- Try it
The data should be printed again, exactly.
Data below:
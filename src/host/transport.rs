//! Transport Layer for the Cloud Build API
//!
//! Abstracts HTTP for testability. Provides:
//! - Transport trait: authenticated request/response exchange with the API
//! - ArtifactSource trait: bare GET on pre-signed artifact URLs
//! - HttpTransport / HttpArtifactSource: reqwest-backed production impls
//!
//! Scripted doubles live in [`crate::mock`].

use std::fmt;
use std::io::Read;
use std::time::Duration;

use serde_json::Value;
use tracing::debug;

/// HTTP method used by the API
#[derive(Debug, Clone, Copy, PartialEq, Eq, Hash)]
pub enum Method {
    Get,
    Post,
    Delete,
}

impl Method {
    pub fn as_str(&self) -> &'static str {
        match self {
            Method::Get => "GET",
            Method::Post => "POST",
            Method::Delete => "DELETE",
        }
    }
}

impl fmt::Display for Method {
    fn fmt(&self, f: &mut fmt::Formatter<'_>) -> fmt::Result {
        f.write_str(self.as_str())
    }
}

/// A request against a project-scoped API resource
#[derive(Debug, Clone, PartialEq)]
pub struct ApiRequest {
    pub method: Method,
    /// Path relative to `orgs/{org}/projects/{project}/`
    pub path: String,
    pub query: Vec<(String, String)>,
    pub body: Option<Value>,
}

impl ApiRequest {
    pub fn new(method: Method, path: impl Into<String>) -> Self {
        Self {
            method,
            path: path.into(),
            query: Vec::new(),
            body: None,
        }
    }

    pub fn get(path: impl Into<String>) -> Self {
        Self::new(Method::Get, path)
    }

    pub fn post(path: impl Into<String>, body: Value) -> Self {
        Self::new(Method::Post, path).with_body(body)
    }

    pub fn delete(path: impl Into<String>) -> Self {
        Self::new(Method::Delete, path)
    }

    pub fn with_query(mut self, name: &str, value: impl Into<String>) -> Self {
        self.query.push((name.to_string(), value.into()));
        self
    }

    pub fn with_body(mut self, body: Value) -> Self {
        self.body = Some(body);
        self
    }

    /// Value of a query parameter, if set
    pub fn query_value(&self, name: &str) -> Option<&str> {
        self.query
            .iter()
            .find(|(k, _)| k == name)
            .map(|(_, v)| v.as_str())
    }
}

/// Raw response: status, headers, body
#[derive(Debug, Clone, PartialEq)]
pub struct ApiResponse {
    pub status: u16,
    pub headers: Vec<(String, String)>,
    pub body: Vec<u8>,
}

impl ApiResponse {
    pub fn new(status: u16, body: impl Into<Vec<u8>>) -> Self {
        Self {
            status,
            headers: Vec::new(),
            body: body.into(),
        }
    }

    pub fn json(status: u16, body: &Value) -> Self {
        Self::new(status, body.to_string())
    }

    pub fn with_header(mut self, name: &str, value: &str) -> Self {
        self.headers.push((name.to_string(), value.to_string()));
        self
    }
}

/// Response of an artifact fetch; the body is streamed
pub struct ArtifactResponse {
    pub status: u16,
    pub headers: Vec<(String, String)>,
    pub body: Box<dyn Read + Send>,
}

impl fmt::Debug for ArtifactResponse {
    fn fmt(&self, f: &mut fmt::Formatter<'_>) -> fmt::Result {
        f.debug_struct("ArtifactResponse")
            .field("status", &self.status)
            .field("headers", &self.headers)
            .finish_non_exhaustive()
    }
}

/// Transport trait for API communication
pub trait Transport: Send + Sync {
    /// Execute an authenticated request and return the raw response
    fn execute(&self, request: &ApiRequest) -> Result<ApiResponse, TransportError>;
}

/// Source of artifact bytes behind pre-signed URLs
pub trait ArtifactSource: Send + Sync {
    fn fetch(&self, url: &str) -> Result<ArtifactResponse, TransportError>;
}

/// Transport errors
#[derive(Debug, thiserror::Error)]
pub enum TransportError {
    #[error("Connection failed: {0}")]
    ConnectionFailed(String),

    #[error("Request timed out")]
    Timeout,

    #[error("I/O error: {0}")]
    Io(#[from] std::io::Error),

    #[error("HTTP client error: {0}")]
    Http(String),

    #[error("Invalid URL: {0}")]
    InvalidUrl(String),
}

impl From<reqwest::Error> for TransportError {
    fn from(err: reqwest::Error) -> Self {
        if err.is_timeout() {
            TransportError::Timeout
        } else if err.is_connect() {
            TransportError::ConnectionFailed(err.to_string())
        } else if err.is_builder() {
            TransportError::InvalidUrl(err.to_string())
        } else {
            TransportError::Http(err.to_string())
        }
    }
}

/// HTTP transport configuration
#[derive(Clone)]
pub struct HttpTransportConfig {
    /// API root, e.g. `https://build-api.cloud.unity3d.com/api/v1`
    pub base_url: String,
    pub org_id: String,
    pub project_id: String,
    /// Sent as the basic-auth password with an empty user name
    pub api_key: String,
    pub timeout: Duration,
}

impl fmt::Debug for HttpTransportConfig {
    fn fmt(&self, f: &mut fmt::Formatter<'_>) -> fmt::Result {
        f.debug_struct("HttpTransportConfig")
            .field("base_url", &self.base_url)
            .field("org_id", &self.org_id)
            .field("project_id", &self.project_id)
            .field("api_key", &"<redacted>")
            .field("timeout", &self.timeout)
            .finish()
    }
}

impl HttpTransportConfig {
    /// Absolute URL of a project-scoped resource
    pub fn resource_url(&self, path: &str) -> String {
        format!(
            "{}/orgs/{}/projects/{}/{}",
            self.base_url.trim_end_matches('/'),
            self.org_id,
            self.project_id,
            path.trim_start_matches('/')
        )
    }
}

/// Production transport backed by a blocking reqwest client
pub struct HttpTransport {
    config: HttpTransportConfig,
    client: reqwest::blocking::Client,
}

impl HttpTransport {
    pub fn new(config: HttpTransportConfig) -> Result<Self, TransportError> {
        let client = reqwest::blocking::Client::builder()
            .user_agent(concat!("ucb-tool/", env!("CARGO_PKG_VERSION")))
            .timeout(config.timeout)
            .build()?;
        Ok(Self { config, client })
    }
}

impl Transport for HttpTransport {
    fn execute(&self, request: &ApiRequest) -> Result<ApiResponse, TransportError> {
        let url = self.config.resource_url(&request.path);
        let method = match request.method {
            Method::Get => reqwest::Method::GET,
            Method::Post => reqwest::Method::POST,
            Method::Delete => reqwest::Method::DELETE,
        };

        debug!(method = %request.method, url = %url, "api request");

        let mut builder = self
            .client
            .request(method, &url)
            .basic_auth("", Some(&self.config.api_key));
        if !request.query.is_empty() {
            builder = builder.query(&request.query);
        }
        if let Some(body) = &request.body {
            builder = builder.json(body);
        }

        let response = builder.send()?;
        let status = response.status().as_u16();
        let headers = collect_headers(response.headers());
        let body = response.bytes()?.to_vec();

        debug!(status, bytes = body.len(), "api response");

        Ok(ApiResponse {
            status,
            headers,
            body,
        })
    }
}

/// Artifact downloader; pre-signed URLs carry their own authorization
pub struct HttpArtifactSource {
    client: reqwest::blocking::Client,
}

impl HttpArtifactSource {
    /// `connect_timeout` bounds connection setup only; transfers may run long
    pub fn new(connect_timeout: Duration) -> Result<Self, TransportError> {
        let client = reqwest::blocking::Client::builder()
            .user_agent(concat!("ucb-tool/", env!("CARGO_PKG_VERSION")))
            .connect_timeout(connect_timeout)
            .timeout(None::<Duration>)
            .build()?;
        Ok(Self { client })
    }
}

impl ArtifactSource for HttpArtifactSource {
    fn fetch(&self, url: &str) -> Result<ArtifactResponse, TransportError> {
        let response = self.client.get(url).send()?;
        let status = response.status().as_u16();
        let headers = collect_headers(response.headers());
        Ok(ArtifactResponse {
            status,
            headers,
            body: Box::new(response),
        })
    }
}

fn collect_headers(headers: &reqwest::header::HeaderMap) -> Vec<(String, String)> {
    headers
        .iter()
        .filter_map(|(name, value)| {
            value
                .to_str()
                .ok()
                .map(|v| (name.as_str().to_string(), v.to_string()))
        })
        .collect()
}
End of Data.
- Response area
filename src/host/transport.rs
//! Transport Layer for the Cloud Build API
//!
//! Abstracts HTTP for testability. Provides:
//! - Transport trait: authenticated request/response exchange with the API
//! - ArtifactSource trait: bare GET on pre-signed artifact URLs
//! - HttpTransport / HttpArtifactSource: reqwest-backed production impls
//!
//! Scripted doubles live in [`crate::mock`].

use std::fmt;
use std::io::Read;
use std::time::Duration;

use serde_json::Value;
use tracing::debug;

/// HTTP method used by the API
#[derive(Debug, Clone, Copy, PartialEq, Eq, Hash)]
pub enum Method {
    Get,
    Post,
    Delete,
}

impl Method {
    pub fn as_str(&self) -> &'static str {
        match self {
            Method::Get => "GET",
            Method::Post => "POST",
            Method::Delete => "DELETE",
        }
    }
}

impl fmt::Display for Method {
    fn fmt(&self, f: &mut fmt::Formatter<'_>) -> fmt::Result {
        f.write_str(self.as_str())
    }
}

/// A request against a project-scoped API resource
#[derive(Debug, Clone, PartialEq)]
pub struct ApiRequest {
    pub method: Method,
    /// Path relative to `orgs/{org}/projects/{project}/`
    pub path: String,
    pub query: Vec<(String, String)>,
    pub body: Option<Value>,
}

impl ApiRequest {
    pub fn new(method: Method, path: impl Into<String>) -> Self {
        Self {
            method,
            path: path.into(),
            query: Vec::new(),
            body: None,
        }
    }

    pub fn get(path: impl Into<String>) -> Self {
        Self::new(Method::Get, path)
    }

    pub fn post(path: impl Into<String>, body: Value) -> Self {
        Self::new(Method::Post, path).with_body(body)
    }

    pub fn delete(path: impl Into<String>) -> Self {
        Self::new(Method::Delete, path)
    }

    pub fn with_query(mut self, name: &str, value: impl Into<String>) -> Self {
        self.query.push((name.to_string(), value.into()));
        self
    }

    pub fn with_body(mut self, body: Value) -> Self {
        self.body = Some(body);
        self
    }

    /// Value of a query parameter, if set
    pub fn query_value(&self, name: &str) -> Option<&str> {
        self.query
            .iter()
            .find(|(k, _)| k == name)
            .map(|(_, v)| v.as_str())
    }
}

/// Raw response: status, headers, body
#[derive(Debug, Clone, PartialEq)]
pub struct ApiResponse {
    pub status: u16,
    pub headers: Vec<(String, String)>,
    pub body: Vec<u8>,
}

impl ApiResponse {
    pub fn new(status: u16, body: impl Into<Vec<u8>>) -> Self {
        Self {
            status,
            headers: Vec::new(),
            body: body.into(),
        }
    }

    pub fn json(status: u16, body: &Value) -> Self {
        Self::new(status, body.to_string())
    }

    pub fn with_header(mut self, name: &str, value: &str) -> Self {
        self.headers.push((name.to_string(), value.to_string()));
        self
    }
}

/// Response of an artifact fetch; the body is streamed
pub struct ArtifactResponse {
    pub status: u16,
    pub headers: Vec<(String, String)>,
    pub body: Box<dyn Read + Send>,
}

impl fmt::Debug for ArtifactResponse {
    fn fmt(&self, f: &mut fmt::Formatter<'_>) -> fmt::Result {
        f.debug_struct("ArtifactResponse")
            .field("status", &self.status)
            .field("headers", &self.headers)
            .finish_non_exhaustive()
    }
}

/// Transport trait for API communication
pub trait Transport: Send + Sync {
    /// Execute an authenticated request and return the raw response
    fn execute(&self, request: &ApiRequest) -> Result<ApiResponse, TransportError>;
}

/// Source of artifact bytes behind pre-signed URLs
pub trait ArtifactSource: Send + Sync {
    fn fetch(&self, url: &str) -> Result<ArtifactResponse, TransportError>;
}

/// Transport errors
#[derive(Debug, thiserror::Error)]
pub enum TransportError {
    #[error("Connection failed: {0}")]
    ConnectionFailed(String),

    #[error("Request timed out")]
    Timeout,

    #[error("I/O error: {0}")]
    Io(#[from] std::io::Error),

    #[error("HTTP client error: {0}")]
    Http(String),

    #[error("Invalid URL: {0}")]
    InvalidUrl(String),
}

impl From<reqwest::Error> for TransportError {
    fn from(err: reqwest::Error) -> Self {
        if err.is_timeout() {
            TransportError::Timeout
        } else if err.is_connect() {
            TransportError::ConnectionFailed(err.to_string())
        } else if err.is_builder() {
            TransportError::InvalidUrl(err.to_string())
        } else {
            TransportError::Http(err.to_string())
        }
    }
}

/// HTTP transport configuration
#[derive(Clone)]
pub struct HttpTransportConfig {
    /// API root, e.g. `https://build-api.cloud.unity3d.com/api/v1`
    pub base_url: String,
    pub org_id: String,
    pub project_id: String,
    /// Sent as the basic-auth password with an empty user name
    pub api_key: String,
    pub timeout: Duration,
}

impl fmt::Debug for HttpTransportConfig {
    fn fmt(&self, f: &mut fmt::Formatter<'_>) -> fmt::Result {
        f.debug_struct("HttpTransportConfig")
            .field("base_url", &self.base_url)
            .field("org_id", &self.org_id)
            .field("project_id", &self.project_id)
            .field("api_key", &"<redacted>")
            .field("timeout", &self.timeout)
            .finish()
    }
}

impl HttpTransportConfig {
    /// Absolute URL of a project-scoped resource
    pub fn resource_url(&self, path: &str) -> String {
        format!(
            "{}/orgs/{}/projects/{}/{}",
            self.base_url.trim_end_matches('/'),
            self.org_id,
            self.project_id,
            path.trim_start_matches('/')
        )
    }
}

/// Production transport backed by a blocking reqwest client
pub struct HttpTransport {
    config: HttpTransportConfig,
    client: reqwest::blocking::Client,
}

impl HttpTransport {
    pub fn new(config: HttpTransportConfig) -> Result<Self, TransportError> {
        let client = reqwest::blocking::Client::builder()
            .user_agent(concat!("ucb-tool/", env!("CARGO_PKG_VERSION")))
            .timeout(config.timeout)
            .build()?;
        Ok(Self { config, client })
    }
}

impl Transport for HttpTransport {
    fn execute(&self, request: &ApiRequest) -> Result<ApiResponse, TransportError> {
        let url = self.config.resource_url(&request.path);
        let method = match request.method {
            Method::Get => reqwest::Method::GET,
            Method::Post => reqwest::Method::POST,
            Method::Delete => reqwest::Method::DELETE,
        };

        debug!(method = %request.method, url = %url, "api request");

        let mut builder = self
            .client
            .request(method, &url)
            .basic_auth("", Some(&self.config.api_key));
        if !request.query.is_empty() {
            builder = builder.query(&request.query);
        }
        if let Some(body) = &request.body {
            builder = builder.json(body);
        }

        let response = builder.send()?;
        let status = response.status().as_u16();
        let headers = collect_headers(response.headers());
        let body = response.bytes()?.to_vec();

        debug!(status, bytes = body.len(), "api response");

        Ok(ApiResponse {
            status,
            headers,
            body,
        })
    }
}

/// Artifact downloader; pre-signed URLs carry their own authorization
pub struct HttpArtifactSource {
    client: reqwest::blocking::Client,
}

impl HttpArtifactSource {
    /// `connect_timeout` bounds connection setup only; transfers may run long
    pub fn new(connect_timeout: Duration) -> Result<Self, TransportError> {
        let client = reqwest::blocking::Client::builder()
            .user_agent(concat!("ucb-tool/", env!("CARGO_PKG_VERSION")))
            .connect_timeout(connect_timeout)
            .timeout(None::<Duration>)
            .build()?;
        Ok(Self { client })
    }
}

impl ArtifactSource for HttpArtifactSource {
    fn fetch(&self, url: &str) -> Result<ArtifactResponse, TransportError> {
        let response = self.client.get(url).send()?;
        let status = response.status().as_u16();
        let headers = collect_headers(response.headers());
        Ok(ArtifactResponse {
            status,
            headers,
            body: Box::new(response),
        })
    }
}

fn collect_headers(headers: &reqwest::header::HeaderMap) -> Vec<(String, String)> {
    headers
        .iter()
        .filter_map(|(name, value)| {
            value
                .to_str()
                .ok()
                .map(|v| (name.as_str().to_string(), v.to_string()))
        })
        .collect()
}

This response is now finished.